CHINA: Chinese police rescued 30 migrant workers who were held as slaves and forced to work in a brick kiln in the north of the country, the latest case to highlight the plight of many of China's 120 million wandering labourers.
The case comes just days after the State Council vowed it would do more to protect migrant workers, the powerless and downtrodden labourers caught on the wrong side of China's widening income gap.
About 800 million of China's 1.3 billion people live in the countryside; in the past 20 years they have flocked to the country's booming cities, working in the factories, building the roads and transporting the goods that have fuelled rampant expansion of the world's fastest growing economy. Many earn little more than a euro a day.
In the latest case, one young man escaped from the brick kiln and went to a police station in Yuncheng city, the Shanxi Evening News reported, saying he and dozens of other poor farmers had been held captive at the brick-works and forced to work.

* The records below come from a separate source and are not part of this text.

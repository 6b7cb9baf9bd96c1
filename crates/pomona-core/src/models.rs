use std::collections::{BTreeMap, BTreeSet, HashSet};
use std::fmt;
use std::str::FromStr;

use chrono::{DateTime, Utc};
use serde::{Deserialize, Serialize};
use uuid::Uuid;

use crate::error::AppError;
use crate::normalize::strip_accents;

// =============================================================================
// Extracted catalog data
// =============================================================================

/// A link attached to a catalog item (HTML page, JSON data, metadata).
#[derive(Debug, Clone, PartialEq, Eq, PartialOrd, Ord, Hash, Serialize, Deserialize)]
pub struct ResourceRef {
    pub url: String,
    pub title: String,
    pub description: String,
    pub format: String,
}

impl ResourceRef {
    pub fn new(url: impl Into<String>, title: impl Into<String>, format: impl Into<String>) -> Self {
        Self {
            url: url.into(),
            title: title.into(),
            description: String::new(),
            format: format.into(),
        }
    }

    pub fn with_description(mut self, description: impl Into<String>) -> Self {
        self.description = description.into();
        self
    }
}

/// Raw indicator sub-fields that feed record enrichment but not change detection.
#[derive(Debug, Clone, Default, PartialEq, Eq)]
pub struct IndicatorFields {
    pub periodicity: Option<String>,
    pub last_update: Option<String>,
    pub last_period_available: Option<String>,
    pub varcd: Option<String>,
    pub update_type: Option<String>,
    pub source: Option<String>,
    pub geo_lastlevel: Option<String>,
}

/// One indicator as extracted from the catalog.
///
/// Created by the streaming extractor and never mutated afterwards. Lives
/// for the duration of a single harvest run.
#[derive(Debug, Clone, Default, PartialEq, Eq)]
pub struct CatalogItem {
    /// Identifier assigned by the remote catalog. May be empty when the
    /// source element had no `id` attribute.
    pub remote_id: String,
    pub title: String,
    pub description: String,
    /// Normalized tags from keywords, theme and subtheme.
    pub tags: BTreeSet<String>,
    pub resources: Vec<ResourceRef>,
    pub fields: IndicatorFields,
}

/// Catalog-wide values captured on their first occurrence in a document.
#[derive(Debug, Clone, Default, PartialEq, Eq)]
pub struct CatalogContext {
    pub language: Option<String>,
    pub extraction_date: Option<String>,
}

impl CatalogContext {
    /// Fills the fields missing here from `fallback`.
    pub fn or(mut self, fallback: &CatalogContext) -> Self {
        if self.language.is_none() {
            self.language = fallback.language.clone();
        }
        if self.extraction_date.is_none() {
            self.extraction_date = fallback.extraction_date.clone();
        }
        self
    }
}

/// Where a unit of work gets its metadata from.
///
/// Decided once when the item is discovered: items present in the catalog are
/// processed from the catalog, seed ids the catalog lacked are fetched
/// individually from the detail endpoint.
#[derive(Debug, Clone, PartialEq, Eq)]
pub enum ItemSource {
    FromCatalog(Box<CatalogItem>),
    FallbackFetch(String),
}

impl ItemSource {
    pub fn remote_id(&self) -> &str {
        match self {
            ItemSource::FromCatalog(item) => &item.remote_id,
            ItemSource::FallbackFetch(id) => id,
        }
    }

    pub fn is_fallback(&self) -> bool {
        matches!(self, ItemSource::FallbackFetch(_))
    }
}

/// Remote ids flagged by the enrichment endpoint (high-value datasets).
#[derive(Debug, Clone, Default, PartialEq, Eq)]
pub struct EnrichmentSet {
    ids: HashSet<String>,
}

impl EnrichmentSet {
    pub fn new() -> Self {
        Self::default()
    }

    pub fn contains(&self, remote_id: &str) -> bool {
        self.ids.contains(remote_id)
    }

    pub fn len(&self) -> usize {
        self.ids.len()
    }

    pub fn is_empty(&self) -> bool {
        self.ids.is_empty()
    }
}

impl<S: Into<String>> FromIterator<S> for EnrichmentSet {
    fn from_iter<I: IntoIterator<Item = S>>(iter: I) -> Self {
        Self {
            ids: iter
                .into_iter()
                .map(Into::into)
                .map(|id: String| id.trim().to_string())
                .filter(|id| !id.is_empty())
                .collect(),
        }
    }
}

// =============================================================================
// Frequency
// =============================================================================

/// Update frequency vocabulary of the destination portal.
#[derive(Debug, Clone, Copy, Default, PartialEq, Eq, Hash, Serialize, Deserialize)]
#[serde(rename_all = "camelCase")]
pub enum Frequency {
    #[default]
    Unknown,
    Punctual,
    Continuous,
    Hourly,
    FourTimesADay,
    ThreeTimesADay,
    Semidaily,
    Daily,
    FourTimesAWeek,
    ThreeTimesAWeek,
    Semiweekly,
    Weekly,
    Biweekly,
    ThreeTimesAMonth,
    Semimonthly,
    Monthly,
    Bimonthly,
    Quarterly,
    ThreeTimesAYear,
    Semiannual,
    Annual,
    Biennial,
    Triennial,
    Quinquennial,
    Irregular,
}

const ALL_FREQUENCIES: [Frequency; 25] = [
    Frequency::Unknown,
    Frequency::Punctual,
    Frequency::Continuous,
    Frequency::Hourly,
    Frequency::FourTimesADay,
    Frequency::ThreeTimesADay,
    Frequency::Semidaily,
    Frequency::Daily,
    Frequency::FourTimesAWeek,
    Frequency::ThreeTimesAWeek,
    Frequency::Semiweekly,
    Frequency::Weekly,
    Frequency::Biweekly,
    Frequency::ThreeTimesAMonth,
    Frequency::Semimonthly,
    Frequency::Monthly,
    Frequency::Bimonthly,
    Frequency::Quarterly,
    Frequency::ThreeTimesAYear,
    Frequency::Semiannual,
    Frequency::Annual,
    Frequency::Biennial,
    Frequency::Triennial,
    Frequency::Quinquennial,
    Frequency::Irregular,
];

impl Frequency {
    pub fn as_str(&self) -> &'static str {
        match self {
            Frequency::Unknown => "unknown",
            Frequency::Punctual => "punctual",
            Frequency::Continuous => "continuous",
            Frequency::Hourly => "hourly",
            Frequency::FourTimesADay => "fourTimesADay",
            Frequency::ThreeTimesADay => "threeTimesADay",
            Frequency::Semidaily => "semidaily",
            Frequency::Daily => "daily",
            Frequency::FourTimesAWeek => "fourTimesAWeek",
            Frequency::ThreeTimesAWeek => "threeTimesAWeek",
            Frequency::Semiweekly => "semiweekly",
            Frequency::Weekly => "weekly",
            Frequency::Biweekly => "biweekly",
            Frequency::ThreeTimesAMonth => "threeTimesAMonth",
            Frequency::Semimonthly => "semimonthly",
            Frequency::Monthly => "monthly",
            Frequency::Bimonthly => "bimonthly",
            Frequency::Quarterly => "quarterly",
            Frequency::ThreeTimesAYear => "threeTimesAYear",
            Frequency::Semiannual => "semiannual",
            Frequency::Annual => "annual",
            Frequency::Biennial => "biennial",
            Frequency::Triennial => "triennial",
            Frequency::Quinquennial => "quinquennial",
            Frequency::Irregular => "irregular",
        }
    }

    /// Maps a Portuguese periodicity label onto the portal vocabulary.
    ///
    /// Matching ignores case, accents and surrounding whitespace. Unknown or
    /// missing labels map to [`Frequency::Unknown`].
    ///
    /// # Examples
    ///
    /// ```
    /// use pomona_core::Frequency;
    ///
    /// assert_eq!(Frequency::from_periodicity(Some("Mensal")), Frequency::Monthly);
    /// assert_eq!(Frequency::from_periodicity(Some("Não periódica")), Frequency::Irregular);
    /// assert_eq!(Frequency::from_periodicity(None), Frequency::Unknown);
    /// ```
    pub fn from_periodicity(label: Option<&str>) -> Self {
        let Some(label) = label else {
            return Frequency::Unknown;
        };
        let key = strip_accents(label.trim()).to_lowercase();
        match key.as_str() {
            "anual" => Frequency::Annual,
            "semestral" => Frequency::Semiannual,
            "trimestral" => Frequency::Quarterly,
            "mensal" => Frequency::Monthly,
            "decenal" => Frequency::Unknown,
            "quinzenal" => Frequency::Biweekly,
            "semanal" => Frequency::Weekly,
            "diario" => Frequency::Daily,
            "continuo" => Frequency::Continuous,
            "irregular" => Frequency::Irregular,
            "pontual" => Frequency::Punctual,
            "quinquenal" => Frequency::Quinquennial,
            "bienal" => Frequency::Biennial,
            "trienal" => Frequency::Triennial,
            "nao periodica" => Frequency::Irregular,
            _ => Frequency::Unknown,
        }
    }
}

impl fmt::Display for Frequency {
    fn fmt(&self, f: &mut fmt::Formatter<'_>) -> fmt::Result {
        write!(f, "{}", self.as_str())
    }
}

/// Error returned when parsing an invalid frequency string.
#[derive(Debug, Clone, PartialEq, Eq)]
pub struct ParseFrequencyError(String);

impl fmt::Display for ParseFrequencyError {
    fn fmt(&self, f: &mut fmt::Formatter<'_>) -> fmt::Result {
        write!(f, "invalid frequency: {}", self.0)
    }
}

impl std::error::Error for ParseFrequencyError {}

impl FromStr for Frequency {
    type Err = ParseFrequencyError;

    fn from_str(s: &str) -> Result<Self, Self::Err> {
        ALL_FREQUENCIES
            .iter()
            .copied()
            .find(|f| f.as_str() == s)
            .ok_or_else(|| ParseFrequencyError(s.to_string()))
    }
}

// =============================================================================
// Stored records
// =============================================================================

/// A dataset record as held by the record store.
#[derive(Debug, Clone, PartialEq, Serialize, Deserialize)]
pub struct StoredRecord {
    /// Store identifier, `None` until the record is first saved.
    pub id: Option<Uuid>,
    pub source: String,
    pub remote_id: String,
    pub title: String,
    pub description: String,
    pub tags: Vec<String>,
    pub resources: Vec<ResourceRef>,
    pub frequency: Frequency,
    pub license: Option<String>,
    pub extras: BTreeMap<String, String>,
    pub last_modified: Option<DateTime<Utc>>,
}

impl StoredRecord {
    /// Creates an empty, unsaved record for `(source, remote_id)`.
    pub fn new(source: impl Into<String>, remote_id: impl Into<String>) -> Self {
        Self {
            id: None,
            source: source.into(),
            remote_id: remote_id.into(),
            title: String::new(),
            description: String::new(),
            tags: Vec::new(),
            resources: Vec::new(),
            frequency: Frequency::Unknown,
            license: None,
            extras: BTreeMap::new(),
            last_modified: None,
        }
    }

    pub fn is_new(&self) -> bool {
        self.id.is_none()
    }

    /// Checks the record against the constraints the store enforces.
    pub fn validate(&self) -> Result<(), AppError> {
        if self.remote_id.trim().is_empty() {
            return Err(AppError::ValidationError(
                "remote identifier must not be empty".to_string(),
            ));
        }
        if self.title.trim().is_empty() {
            return Err(AppError::ValidationError(format!(
                "record {} has an empty title",
                self.remote_id
            )));
        }
        for resource in &self.resources {
            let url = resource.url.as_str();
            if !(url.starts_with("http://") || url.starts_with("https://")) {
                return Err(AppError::ValidationError(format!(
                    "record {} has a resource with an invalid URL: {}",
                    self.remote_id, url
                )));
            }
        }
        Ok(())
    }
}

/// Options controlling a record save.
#[derive(Debug, Clone, Copy, Default, PartialEq, Eq)]
pub struct SaveOptions {
    /// Run [`StoredRecord::validate`] before writing. The harvest hot path
    /// skips it because records are built from already-normalized values.
    pub validate: bool,
}

impl SaveOptions {
    pub fn validated() -> Self {
        Self { validate: true }
    }

    pub fn unvalidated() -> Self {
        Self { validate: false }
    }
}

Police raided the kiln at 7pm and found 30 men, aged from 15 to 61 years, working there in dreadful conditions. They arrested three men, including a contractor from Henan province.

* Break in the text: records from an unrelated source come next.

//! Job repository for PostgreSQL.
//!
//! A job row is written once per checkpoint. Items, errors and counters are
//! JSONB columns rewritten in full on every save.

use chrono::{DateTime, Utc};
use sqlx::types::Json;
use sqlx::{PgPool, Pool, Postgres};
use uuid::Uuid;

use pomona_core::SyncStats;
use pomona_core::error::AppError;
use pomona_core::job::{HarvestError, HarvestItem, HarvestJob, JobStatus};
use pomona_core::traits::JobStore;

/// PostgreSQL implementation of the job store.
#[derive(Clone)]
pub struct JobRepository {
    pool: Pool<Postgres>,
}

impl JobRepository {
    /// Create a new job repository with the given connection pool.
    pub fn new(pool: PgPool) -> Self {
        Self { pool }
    }
}

// =============================================================================
// Helper Types for Database Mapping
// =============================================================================

/// Helper struct for deserializing job rows from the database.
#[derive(sqlx::FromRow)]
struct JobRow {
    id: Uuid,
    source: String,
    source_url: String,
    status: String,
    created_at: DateTime<Utc>,
    started_at: Option<DateTime<Utc>>,
    ended_at: Option<DateTime<Utc>>,
    items: Json<Vec<HarvestItem>>,
    errors: Json<Vec<HarvestError>>,
    stats: Json<SyncStats>,
}

impl From<JobRow> for HarvestJob {
    fn from(row: JobRow) -> Self {
        let status = row.status.parse().unwrap_or_else(|_| {
            tracing::warn!(job_id = %row.id, status = %row.status, "Unknown job status in store");
            JobStatus::Failed
        });

        Self {
            id: row.id,
            source: row.source,
            source_url: row.source_url,
            status,
            created_at: row.created_at,
            started_at: row.started_at,
            ended_at: row.ended_at,
            items: row.items.0,
            errors: row.errors.0,
            stats: row.stats.0,
        }
    }
}

const JOB_COLUMNS: &str =
    "id, source, source_url, status, created_at, started_at, ended_at, items, errors, stats";

// =============================================================================
// JobStore Trait Implementation
// =============================================================================

impl JobStore for JobRepository {
    async fn save_job(&self, job: &HarvestJob) -> Result<(), AppError> {
        sqlx::query(
            r#"
            INSERT INTO harvest_jobs (
                id, source, source_url, status, created_at, started_at, ended_at,
                items, errors, stats, updated_at
            )
            VALUES ($1, $2, $3, $4, $5, $6, $7, $8, $9, $10, NOW())
            ON CONFLICT (id)
            DO UPDATE SET
                status = EXCLUDED.status,
                started_at = EXCLUDED.started_at,
                ended_at = EXCLUDED.ended_at,
                items = EXCLUDED.items,
                errors = EXCLUDED.errors,
                stats = EXCLUDED.stats,
                updated_at = NOW()
            "#,
        )
        .bind(job.id)
        .bind(&job.source)
        .bind(&job.source_url)
        .bind(job.status.as_str())
        .bind(job.created_at)
        .bind(job.started_at)
        .bind(job.ended_at)
        .bind(Json(&job.items))
        .bind(Json(&job.errors))
        .bind(Json(&job.stats))
        .execute(&self.pool)
        .await?;

        Ok(())
    }

    async fn get_job(&self, id: Uuid) -> Result<Option<HarvestJob>, AppError> {
        let query = format!("SELECT {} FROM harvest_jobs WHERE id = $1", JOB_COLUMNS);
        let row: Option<JobRow> = sqlx::query_as(&query)
            .bind(id)
            .fetch_optional(&self.pool)
            .await?;

        Ok(row.map(Into::into))
    }

    async fn list_jobs(&self, source: Option<&str>, limit: usize) -> Result<Vec<HarvestJob>, AppError> {
        let rows: Vec<JobRow> = match source {
            Some(source) => {
                let query = format!(
                    "SELECT {} FROM harvest_jobs WHERE source = $1 ORDER BY created_at DESC LIMIT $2",
                    JOB_COLUMNS
                );
                sqlx::query_as(&query)
                    .bind(source)
                    .bind(limit as i64)
                    .fetch_all(&self.pool)
                    .await?
            }
            None => {
                let query = format!(
                    "SELECT {} FROM harvest_jobs ORDER BY created_at DESC LIMIT $1",
                    JOB_COLUMNS
                );
                sqlx::query_as(&query)
                    .bind(limit as i64)
                    .fetch_all(&self.pool)
                    .await?
            }
        };

        Ok(rows.into_iter().map(Into::into).collect())
    }
}
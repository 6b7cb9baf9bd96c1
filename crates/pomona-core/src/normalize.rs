//! Text normalization for tags, keywords and resource URLs.
//!
//! Every function here is pure and total. The same [`normalize_tag`] runs on
//! freshly extracted tags and on tags written by the store, so stored and fresh
//! values always compare in the same canonical form.

use std::collections::BTreeSet;

use unicode_normalization::UnicodeNormalization;
use unicode_normalization::char::is_combining_mark;

/// Ordinal, superscript and currency glyphs rewritten before case folding.
fn map_glyph(c: char) -> Option<&'static str> {
    let mapped = match c {
        'º' => "o",
        'ª' => "a",
        '⁰' => "0",
        '¹' => "1",
        '²' => "2",
        '³' => "3",
        '⁴' => "4",
        '⁵' => "5",
        '⁶' => "6",
        '⁷' => "7",
        '⁸' => "8",
        '⁹' => "9",
        '€' => "eur",
        '£' => "gbp",
        '¥' => "jpy",
        _ => return None,
    };
    Some(mapped)
}

/// Removes combining marks after canonical decomposition.
///
/// Case is preserved.
///
/// # Examples
///
/// ```
/// use pomona_core::normalize::strip_accents;
///
/// assert_eq!(strip_accents("Educação"), "Educacao");
/// ```
pub fn strip_accents(value: &str) -> String {
    value.nfd().filter(|c| !is_combining_mark(*c)).collect()
}

/// Canonicalizes a tag.
///
/// The pipeline is: trim, ASCII glyph mapping, lowercase, accent stripping,
/// bracket removal, periods to hyphens, punctuation removal, whitespace runs to
/// a single hyphen, and finally hyphen collapsing and trimming.
///
/// The function is idempotent: `normalize_tag(normalize_tag(x)) == normalize_tag(x)`.
///
/// # Examples
///
/// ```
/// use pomona_core::normalize::normalize_tag;
///
/// assert_eq!(normalize_tag("Índice (2021)"), "indice-2021");
/// assert_eq!(normalize_tag("ine.pt"), "ine-pt");
/// assert_eq!(normalize_tag("  População  Residente "), "populacao-residente");
/// ```
pub fn normalize_tag(value: &str) -> String {
    let mut mapped = String::with_capacity(value.len());
    for c in value.trim().chars() {
        match map_glyph(c) {
            Some(replacement) => mapped.push_str(replacement),
            None => mapped.push(c),
        }
    }

    let lowered = mapped.to_lowercase();

    let mut cleaned = String::with_capacity(lowered.len());
    for c in lowered.nfd().filter(|c| !is_combining_mark(*c)) {
        match c {
            '(' | ')' | '[' | ']' | '{' | '}' | '<' | '>' => {}
            '.' => cleaned.push('-'),
            c if c.is_whitespace() => cleaned.push(' '),
            c if c.is_alphanumeric() || c == '-' => cleaned.push(c),
            _ => {}
        }
    }

    let mut out = String::with_capacity(cleaned.len());
    for c in cleaned.chars() {
        let c = if c == ' ' { '-' } else { c };
        if c == '-' && (out.is_empty() || out.ends_with('-')) {
            continue;
        }
        out.push(c);
    }
    while out.ends_with('-') {
        out.pop();
    }
    out
}

/// Splits a free-text keyword field into a set of normalized tags.
///
/// Separators are `;`, `,`, `/`, and a `-` or `|` standing alone between
/// whitespace. Every token goes through [`normalize_tag`]; empty tokens are
/// dropped.
///
/// # Examples
///
/// ```
/// use pomona_core::normalize::split_keywords;
///
/// let tags = split_keywords("saúde; educação / economia");
/// assert!(tags.contains("saude"));
/// assert!(tags.contains("educacao"));
/// assert!(tags.contains("economia"));
/// ```
pub fn split_keywords(text: &str) -> BTreeSet<String> {
    let mut tags = BTreeSet::new();

    for piece in text.split([';', ',', '/']) {
        let mut words: Vec<&str> = Vec::new();
        for word in piece.split_whitespace() {
            if word == "-" || word == "|" {
                push_keyword(&mut tags, &words);
                words.clear();
            } else {
                words.push(word);
            }
        }
        push_keyword(&mut tags, &words);
    }

    tags
}

fn push_keyword(tags: &mut BTreeSet<String>, words: &[&str]) {
    if words.is_empty() {
        return;
    }
    let tag = normalize_tag(&words.join(" "));
    if !tag.is_empty() {
        tags.insert(tag);
    }
}

/// Trims a URL and collapses duplicate slashes in its path.
///
/// The `scheme://` separator, query string and fragment are left untouched.
/// A trailing path slash is dropped.
///
/// # Examples
///
/// ```
/// use pomona_core::normalize::normalize_url_slashes;
///
/// assert_eq!(
///     normalize_url_slashes(" https://example.org//a///b/?x=1//2 "),
///     "https://example.org/a/b?x=1//2"
/// );
/// ```
pub fn normalize_url_slashes(url: &str) -> String {
    let url = url.trim();
    let (scheme, rest) = match url.find("://") {
        Some(idx) => url.split_at(idx + 3),
        None => ("", url),
    };
    let path_end = rest.find(['?', '#']).unwrap_or(rest.len());
    let (path, tail) = rest.split_at(path_end);

    let mut out = String::with_capacity(url.len());
    out.push_str(scheme);

    let mut previous_slash = false;
    for c in path.chars() {
        if c == '/' {
            if previous_slash {
                continue;
            }
            previous_slash = true;
        } else {
            previous_slash = false;
        }
        out.push(c);
    }
    while out.len() > scheme.len() && out.ends_with('/') {
        out.pop();
    }

    out.push_str(tail);
    out
}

The newspaper said the men, who hailed from China's migrant worker heartlands of Sichuan, Shandong, Hubei and Shaanxi provinces, wept and embraced each other on being freed.

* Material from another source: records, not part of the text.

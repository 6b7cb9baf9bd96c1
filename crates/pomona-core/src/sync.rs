//! Harvest outcome bookkeeping.
//!
//! Pure data types for per-item outcomes, per-run counters and multi-source
//! summaries, decoupled from I/O and CLI orchestration.

use serde::{Deserialize, Serialize};
use uuid::Uuid;

use crate::job::JobStatus;

/// Outcome of processing a single catalog item.
#[derive(Debug, Clone, Copy, PartialEq, Eq, Hash, Serialize, Deserialize)]
#[serde(rename_all = "lowercase")]
pub enum SyncOutcome {
    /// Record did not exist before this run
    Created,
    /// Stored record differed from the catalog and was rewritten
    Updated,
    /// Stored record matches the catalog, nothing written
    Unchanged,
    /// Item skipped for another reason (missing identifier)
    Skipped,
    /// Processing failed for this item
    Failed,
}

/// Counters for one harvest run.
#[derive(Debug, Default, Clone, PartialEq, Eq, Serialize, Deserialize)]
pub struct SyncStats {
    pub created: usize,
    pub updated: usize,
    pub unchanged: usize,
    pub skipped: usize,
    pub failed: usize,
}

impl SyncStats {
    /// Creates a new empty stats tracker.
    pub fn new() -> Self {
        Self::default()
    }

    /// Records an outcome, incrementing the appropriate counter.
    pub fn record(&mut self, outcome: SyncOutcome) {
        match outcome {
            SyncOutcome::Created => self.created += 1,
            SyncOutcome::Updated => self.updated += 1,
            SyncOutcome::Unchanged => self.unchanged += 1,
            SyncOutcome::Skipped => self.skipped += 1,
            SyncOutcome::Failed => self.failed += 1,
        }
    }

    /// Returns the total number of recorded items.
    pub fn total(&self) -> usize {
        self.created + self.updated + self.unchanged + self.skipped + self.failed
    }

    /// Returns the number of items that did not fail.
    pub fn successful(&self) -> usize {
        self.total() - self.failed
    }

    /// Items that were written to the store.
    pub fn written(&self) -> usize {
        self.created + self.updated
    }

    /// Items that ended in the `skipped` item status (unchanged or otherwise).
    pub fn skipped_total(&self) -> usize {
        self.unchanged + self.skipped
    }
}

/// Result of a single-source harvest.
#[derive(Debug, Clone)]
pub struct SyncResult {
    /// `None` when the run was cancelled before any item was discovered.
    pub job_id: Option<Uuid>,
    pub stats: SyncStats,
    pub status: JobStatus,
}

impl SyncResult {
    /// Result of a run stopped before its job was created.
    pub fn cancelled_before_start() -> Self {
        Self {
            job_id: None,
            stats: SyncStats::default(),
            status: JobStatus::Cancelled,
        }
    }

    pub fn is_cancelled(&self) -> bool {
        self.status == JobStatus::Cancelled
    }

    pub fn has_errors(&self) -> bool {
        self.status == JobStatus::DoneWithErrors
    }
}

/// Result of harvesting one source inside a batch.
#[derive(Debug, Clone)]
pub struct SourceHarvestResult {
    pub source_name: String,
    pub source_url: String,
    pub job_id: Option<Uuid>,
    pub stats: SyncStats,
    pub error: Option<String>,
}

impl SourceHarvestResult {
    pub fn success(source_name: String, source_url: String, result: SyncResult) -> Self {
        Self {
            source_name,
            source_url,
            job_id: result.job_id,
            stats: result.stats,
            error: None,
        }
    }

    pub fn failure(source_name: String, source_url: String, error: String) -> Self {
        Self {
            source_name,
            source_url,
            job_id: None,
            stats: SyncStats::default(),
            error: Some(error),
        }
    }

    pub fn is_success(&self) -> bool {
        self.error.is_none()
    }
}

/// Aggregated results of a multi-source harvest.
#[derive(Debug, Clone, Default)]
pub struct BatchHarvestSummary {
    pub results: Vec<SourceHarvestResult>,
}

impl BatchHarvestSummary {
    pub fn new() -> Self {
        Self::default()
    }

    pub fn add(&mut self, result: SourceHarvestResult) {
        self.results.push(result);
    }

    pub fn total_sources(&self) -> usize {
        self.results.len()
    }

    pub fn successful_count(&self) -> usize {
        self.results.iter().filter(|r| r.is_success()).count()
    }

    pub fn failed_count(&self) -> usize {
        self.total_sources() - self.successful_count()
    }

    /// Sum of recorded items over all sources.
    pub fn total_items(&self) -> usize {
        self.results.iter().map(|r| r.stats.total()).sum()
    }
}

The men had been hired by an illegal job agency in Yuncheng and confined to the brickworks where they were forced to do heavy labour for up to 18 hours every day. They were locked in a shed at night.
Meanwhile, the Beijing government acknowledges that millions of migrant workers are underpaid or working in poor conditions and has introduced legislation to stop employers delaying wages, but it is hard to enact these laws. Government statistics estimates workers are owed an estimated 20 billion yuan, about €2 billion, in unpaid salaries.